Sam And Saundra's Year Long Adventure - Part 92


Sam and Saundra’s Year Long Adventure – Part 92
Mid-West 
Sunday 4/26/09 – Silverton, Colorado


Today we celebrate the third day of Lori’s birthday.  Ray packs us up and off we go!  As we are traveling along the highway, talking about this and that, Sam and I are stunned again.  This time it was not only over the beauty of the area, but a huge herd of elk, off to the right, in a rancher’s field.  Ray took a side road and we were soon on the other side of that herd. Just happened that it was sharing the connecting fields with another huge herd of elk and a few stray horses.  Ok, the elk were the strays.  As we were checking them out - me with my camera and Sam with his binoculars- they wiggled their ears and tails at Sam, and posed and posed for me.  Such a big WOW!!  We kept seeing elk and deer, then deer and elk.  Once Lori was totally bored out of her gourd, we continued up the mountain road. 

One Of Two Groups

Fence? Ha!

“If you should, in your imagination, put together in one small group, perhaps 12 square miles, all the heights and depths, the rugged precipices and polished faces of rock, and all the sharp pinnacles and deeply indented crests, and twenty times the inaccessible summits that both of us have ever seen, you would not have a picture equal to this…” (W.H.Holmes 1876, on US geological and geographical survey party – describing the area of San Juan National Forest, Molas Pass and the way to Silverton.)

Lori and Ray

Ray stopped at a river crossing and pointed out that it was the place where they filmed Butch Cassidy and the Sundance Kid taking their plunge off of the cliff and into the Animas River below.  It was a very picturesque location, complete with cliff, river and tall, tall Douglas Firs.  Nice.  The further UP we went, the cooler and whiter it got.  It started snowing and we stopped for pictures at Twilight Peak.  At the restroom there, we chatted with a young couple from Canada that were bicycling up the mountain on a bicycle built for two.  They were cold, but having the time of their lives.

Silverton


 The sides of the road were cut out of stone and dripping with frozen and almost frozen icicles, sparkling in even the lowest of light.  Was Ray afraid?
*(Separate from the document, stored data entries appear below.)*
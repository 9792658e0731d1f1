//! Spatial play-space configuration for Varonia.
//!
//! Decodes the device-authored `NewSpatial.json` document, converts every
//! position and orientation from the authoring convention (right-handed,
//! Y-up, meters) to the engine convention (left-handed, Z-up, centimeters)
//! and exposes boundary queries over the resulting snapshot.
//!
//! ```no_run
//! let decoded = varonia_core::load("NewSpatial.json")?;
//! if let Some(main) = decoded.config.main_boundary() {
//!     println!("{} has {} points", main.id, main.points.len());
//! }
//! # Ok::<(), varonia_core::LoadError>(())
//! ```

pub mod constants;
pub mod error;
pub mod loader;
pub mod spatial;
pub mod transform;

pub use error::{DecodeWarning, GeometryField, LoadError};
pub use loader::{decode_str, decode_value, load, Decoded};
pub use spatial::{Boundary, LinearColor, SpatialConfig};
pub use transform::Rotator;
//! Spatial document decoding.
//!
//! Every authored field is read as a [`Field`] (missing, mistyped or present)
//! and then resolved to its value or a per-field fallback. Only an unreadable
//! file or a non-object document fails the load; every other defect comes
//! back as a [`DecodeWarning`].

use std::fs;
use std::io::ErrorKind;
use std::path::Path;

use fnv::FnvHashSet;
use glam::Vec3;
use serde::de::{DeserializeOwned, Deserializer};
use serde::Deserialize;
use serde_json::Value;

use crate::constants::{
    default_boundary_rgb, DEFAULT_ALERT_LIMIT, DEFAULT_BOUNDARY_MORE_VISIBLE,
    DEFAULT_DISPLAY_DISTANCE, DEFAULT_MAIN_BOUNDARY, DEFAULT_REVERSE, DEFAULT_VISIBLE,
};
use crate::error::{DecodeWarning, GeometryField, LoadError, Result};
use crate::spatial::{Boundary, LinearColor, SpatialConfig};
use crate::transform::{self, Rotator};

/// A successfully decoded snapshot and the defects tolerated on the way.
#[derive(Clone, Debug, Default)]
pub struct Decoded {
    pub config: SpatialConfig,
    pub warnings: Vec<DecodeWarning>,
}

/// Read and decode the spatial document at `path`.
pub fn load(path: impl AsRef<Path>) -> Result<Decoded> {
    let path = path.as_ref();
    log::debug!("spatial path: {}", path.display());

    let text = match fs::read_to_string(path) {
        Ok(text) => text,
        Err(e) if e.kind() == ErrorKind::NotFound => {
            log::warn!("spatial config not found at: {}", path.display());
            return Err(LoadError::NotFound {
                path: path.to_path_buf(),
            });
        }
        Err(source) => {
            log::error!("failed to read {}: {}", path.display(), source);
            return Err(LoadError::Read {
                path: path.to_path_buf(),
                source,
            });
        }
    };

    decode_str(&text).map_err(|e| {
        log::error!("failed to parse {}", path.display());
        e.with_path(path.to_path_buf())
    })
}

/// Decode a spatial document already held in memory.
pub fn decode_str(text: &str) -> Result<Decoded> {
    // Windows authoring tools may prepend a byte-order mark
    let text = text.strip_prefix('\u{feff}').unwrap_or(text);
    let root: Value = serde_json::from_str(text)
        .map_err(|source| LoadError::ParseFailed { path: None, source })?;
    decode_value(root)
}

/// Decode an already parsed JSON document.
pub fn decode_value(root: Value) -> Result<Decoded> {
    if !root.is_object() {
        return Err(LoadError::NotAnObject { path: None });
    }
    let raw: RawSpatial = serde_json::from_value(root)
        .map_err(|source| LoadError::ParseFailed { path: None, source })?;

    let mut decoder = Decoder::default();
    let config = decoder.spatial(raw);
    decoder.validate(&config);

    log::info!(
        "spatial loaded: {} ({}) - {} boundaries",
        config.name,
        config.area_value,
        config.boundaries.len()
    );
    log::debug!("  sync pos: {}", config.sync_position);
    log::debug!("  sync rot: {}", config.sync_rotation);
    for warning in &decoder.warnings {
        log::warn!("spatial config: {warning}");
    }

    Ok(Decoded {
        config,
        warnings: decoder.warnings,
    })
}

/// One authored field, before fallbacks are applied.
#[derive(Clone, Debug, PartialEq)]
enum Field<T> {
    Missing,
    Invalid,
    Present(T),
}

impl<'de, T: DeserializeOwned> Deserialize<'de> for Field<T> {
    fn deserialize<D: Deserializer<'de>>(deserializer: D) -> std::result::Result<Self, D::Error> {
        let value = Value::deserialize(deserializer)?;
        if value.is_null() {
            return Ok(Field::Missing);
        }
        Ok(serde_json::from_value(value)
            .map(Field::Present)
            .unwrap_or(Field::Invalid))
    }
}

#[derive(Debug, Default, Deserialize)]
#[serde(default)]
struct RawSpatial {
    #[serde(rename = "ID")]
    id: Field<String>,
    #[serde(rename = "Name")]
    name: Field<String>,
    #[serde(rename = "AreaValue")]
    area_value: Field<String>,
    #[serde(rename = "MaxRect")]
    max_rect: Field<String>,
    #[serde(rename = "GroupName")]
    group_name: Field<String>,
    #[serde(rename = "MaxPlayer")]
    max_player: Field<f64>,
    #[serde(rename = "Multiplier")]
    multiplier: Field<f64>,
    #[serde(rename = "OrthoKey")]
    ortho_key: Field<String>,
    #[serde(rename = "SyncPos")]
    sync_pos: Field<RawVector>,
    // authored key is misspelled; keep it as-is
    #[serde(rename = "SyncQuaterion")]
    sync_quaternion: Field<RawQuaternion>,
    #[serde(rename = "Boundaries")]
    boundaries: Field<Vec<Value>>,
}

#[derive(Debug, Default, Deserialize)]
#[serde(default)]
struct RawBoundary {
    #[serde(rename = "ID")]
    id: Field<String>,
    #[serde(rename = "DisplayDistance")]
    display_distance: Field<f64>,
    #[serde(rename = "Reverse")]
    reverse: Field<bool>,
    #[serde(rename = "BoundaryMoreVisible")]
    boundary_more_visible: Field<bool>,
    #[serde(rename = "AlertLimit")]
    alert_limit: Field<bool>,
    #[serde(rename = "MainBoundary")]
    main_boundary: Field<bool>,
    #[serde(rename = "Visible")]
    visible: Field<bool>,
    #[serde(rename = "BoundaryColor")]
    boundary_color: Field<RawVector>,
    #[serde(rename = "Points")]
    points: Field<Vec<Value>>,
}

/// `{x, y, z}` object. Each component falls back to zero on its own.
#[derive(Clone, Debug, Default, PartialEq, Deserialize)]
#[serde(default)]
struct RawVector {
    x: Field<f64>,
    y: Field<f64>,
    z: Field<f64>,
}

#[derive(Clone, Debug, Default, PartialEq, Deserialize)]
#[serde(default)]
struct RawQuaternion {
    x: Field<f64>,
    y: Field<f64>,
    z: Field<f64>,
    w: Field<f64>,
}

impl<T> Default for Field<T> {
    fn default() -> Self {
        Field::Missing
    }
}

impl<T> Field<T> {
    fn map<U>(self, f: impl FnOnce(T) -> U) -> Field<U> {
        match self {
            Field::Missing => Field::Missing,
            Field::Invalid => Field::Invalid,
            Field::Present(value) => Field::Present(f(value)),
        }
    }
}

#[derive(Default)]
struct Decoder {
    warnings: Vec<DecodeWarning>,
}

impl Decoder {
    /// Authored value, or `default` when missing or mistyped.
    fn take<T>(&mut self, field: Field<T>, scope: &str, key: &str, default: T) -> T {
        match field {
            Field::Present(value) => value,
            Field::Missing => default,
            Field::Invalid => {
                self.warnings.push(DecodeWarning::InvalidField {
                    field: format!("{scope}{key}"),
                });
                default
            }
        }
    }

    fn spatial(&mut self, raw: RawSpatial) -> SpatialConfig {
        let max_player = self.take(raw.max_player, "", "MaxPlayer", 0.0);
        let max_player = if max_player < 0.0 {
            self.warnings
                .push(DecodeWarning::NegativeMaxPlayer { value: max_player });
            0
        } else if max_player > u32::MAX as f64 {
            self.warnings
                .push(DecodeWarning::MaxPlayerTooLarge { value: max_player });
            u32::MAX
        } else {
            // truncates toward zero
            max_player as u32
        };

        let sync_position = match self.take(raw.sync_pos.map(Some), "", "SyncPos", None) {
            Some(v) => self.sync_position(v),
            None => Vec3::ZERO,
        };
        let sync_rotation =
            match self.take(raw.sync_quaternion.map(Some), "", "SyncQuaterion", None) {
                Some(q) => self.sync_rotation(q),
                None => Rotator::IDENTITY,
            };

        let boundaries = self
            .take(raw.boundaries, "", "Boundaries", Vec::new())
            .into_iter()
            .enumerate()
            .filter_map(|(index, value)| self.boundary(index, value))
            .collect();

        SpatialConfig {
            id: self.take(raw.id, "", "ID", String::new()),
            name: self.take(raw.name, "", "Name", String::new()),
            area_value: self.take(raw.area_value, "", "AreaValue", String::new()),
            max_rect: self.take(raw.max_rect, "", "MaxRect", String::new()),
            group_name: self.take(raw.group_name, "", "GroupName", String::new()),
            max_player,
            multiplier: self.take(raw.multiplier, "", "Multiplier", 0.0) as f32,
            ortho_key: self.take(raw.ortho_key, "", "OrthoKey", String::new()),
            sync_position,
            sync_rotation,
            boundaries,
        }
    }

    /// Source-convention vector; `scope` names the enclosing object.
    fn vector(&mut self, raw: RawVector, scope: &str) -> Vec3 {
        Vec3::new(
            self.take(raw.x, scope, "x", 0.0) as f32,
            self.take(raw.y, scope, "y", 0.0) as f32,
            self.take(raw.z, scope, "z", 0.0) as f32,
        )
    }

    fn sync_position(&mut self, v: RawVector) -> Vec3 {
        let source = self.vector(v, "SyncPos.");
        let p = transform::position(source.x, source.y, source.z);
        if p.is_finite() {
            p
        } else {
            self.warnings.push(DecodeWarning::MalformedGeometry {
                field: GeometryField::SyncPosition,
            });
            Vec3::ZERO
        }
    }

    fn sync_rotation(&mut self, q: RawQuaternion) -> Rotator {
        let scope = "SyncQuaterion.";
        let x = self.take(q.x, scope, "x", 0.0) as f32;
        let y = self.take(q.y, scope, "y", 0.0) as f32;
        let z = self.take(q.z, scope, "z", 0.0) as f32;
        let w = self.take(q.w, scope, "w", 0.0) as f32;
        if ![x, y, z, w].iter().all(|c| c.is_finite()) {
            self.warnings.push(DecodeWarning::MalformedGeometry {
                field: GeometryField::SyncRotation,
            });
            return Rotator::IDENTITY;
        }
        if x == 0.0 && y == 0.0 && z == 0.0 && w == 0.0 {
            self.warnings.push(DecodeWarning::DegenerateSyncRotation);
            return Rotator::IDENTITY;
        }
        transform::orientation(x, y, z, w)
    }

    fn boundary(&mut self, index: usize, value: Value) -> Option<Boundary> {
        if !value.is_object() {
            self.warnings.push(DecodeWarning::SkippedBoundary { index });
            return None;
        }
        let raw: RawBoundary = match serde_json::from_value(value) {
            Ok(raw) => raw,
            Err(e) => {
                log::debug!("boundary #{index} rejected: {e}");
                self.warnings.push(DecodeWarning::SkippedBoundary { index });
                return None;
            }
        };
        let scope = format!("Boundaries[{index}].");

        let id = self.take(raw.id, &scope, "ID", String::new());
        let display_distance = self.take(
            raw.display_distance,
            &scope,
            "DisplayDistance",
            DEFAULT_DISPLAY_DISTANCE as f64,
        ) as f32;
        let display_distance = if display_distance < 0.0 {
            self.warnings.push(DecodeWarning::NegativeDisplayDistance {
                id: id.clone(),
                value: display_distance,
            });
            0.0
        } else {
            display_distance
        };

        let rgb = match self.take(raw.boundary_color.map(Some), &scope, "BoundaryColor", None) {
            Some(v) => self.vector(v, &format!("{scope}BoundaryColor.")),
            None => default_boundary_rgb(),
        };
        let color = if rgb.is_finite() {
            LinearColor::opaque(rgb)
        } else {
            self.warnings.push(DecodeWarning::InvalidField {
                field: format!("{scope}BoundaryColor"),
            });
            LinearColor::default()
        };

        let points = self
            .take(raw.points, &scope, "Points", Vec::new())
            .into_iter()
            .enumerate()
            .filter_map(|(point, value)| self.point(index, point, value))
            .collect();

        let boundary = Boundary {
            id,
            points,
            color,
            display_distance,
            reverse: self.take(raw.reverse, &scope, "Reverse", DEFAULT_REVERSE),
            boundary_more_visible: self.take(
                raw.boundary_more_visible,
                &scope,
                "BoundaryMoreVisible",
                DEFAULT_BOUNDARY_MORE_VISIBLE,
            ),
            alert_limit: self.take(raw.alert_limit, &scope, "AlertLimit", DEFAULT_ALERT_LIMIT),
            is_main_boundary: self.take(
                raw.main_boundary,
                &scope,
                "MainBoundary",
                DEFAULT_MAIN_BOUNDARY,
            ),
            visible: self.take(raw.visible, &scope, "Visible", DEFAULT_VISIBLE),
        };

        log::debug!(
            "  boundary [{}] - {} points | main={} | visible={}",
            boundary.id,
            boundary.points.len(),
            boundary.is_main_boundary,
            boundary.visible
        );
        Some(boundary)
    }

    fn point(&mut self, boundary: usize, index: usize, value: Value) -> Option<Vec3> {
        if !value.is_object() {
            self.warnings
                .push(DecodeWarning::SkippedPoint { boundary, index });
            return None;
        }
        let Ok(raw) = serde_json::from_value::<RawVector>(value) else {
            self.warnings
                .push(DecodeWarning::SkippedPoint { boundary, index });
            return None;
        };
        let source = self.vector(raw, &format!("Boundaries[{boundary}].Points[{index}]."));
        let p = transform::position(source.x, source.y, source.z);
        if p.is_finite() {
            Some(p)
        } else {
            self.warnings.push(DecodeWarning::MalformedGeometry {
                field: GeometryField::Point { boundary, index },
            });
            None
        }
    }

    /// Structural checks on the finished snapshot. These only warn.
    fn validate(&mut self, config: &SpatialConfig) {
        let mut seen = FnvHashSet::default();
        let mut reported = FnvHashSet::default();
        for b in &config.boundaries {
            if !seen.insert(b.id.as_str()) && reported.insert(b.id.as_str()) {
                self.warnings
                    .push(DecodeWarning::DuplicateBoundaryId { id: b.id.clone() });
            }
        }

        let mut mains = config.boundaries.iter().filter(|b| b.is_main_boundary);
        if let Some(chosen) = mains.next() {
            let ignored: Vec<String> = mains.map(|b| b.id.clone()).collect();
            if !ignored.is_empty() {
                self.warnings.push(DecodeWarning::MultipleMainBoundaries {
                    chosen: chosen.id.clone(),
                    ignored,
                });
            }
        }

        for b in config.boundaries.iter().filter(|b| !b.is_polygon()) {
            self.warnings.push(DecodeWarning::DegeneratePolygon {
                id: b.id.clone(),
                points: b.points.len(),
            });
        }
    }
}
Not at all.  We sped on UP the road until we crested and caught sight of a small town way down there.  I took pictures.  We then drove there.  The town of Silverton was still mostly closed, waiting for more warmth to fully come out of hibernation.  We looked through some of the stores that were open and did a little shopping.  The town was postcard quality and we hope to come back again on the train that runs from Durango on narrow tracks that wind around and up the mountains to reach here.  We return to Durango and proceed to have the best Mexican dinner.  I would go back to Durango just for that, but Sam is determined to return to go hunting with Ray.  What a great third birthday day!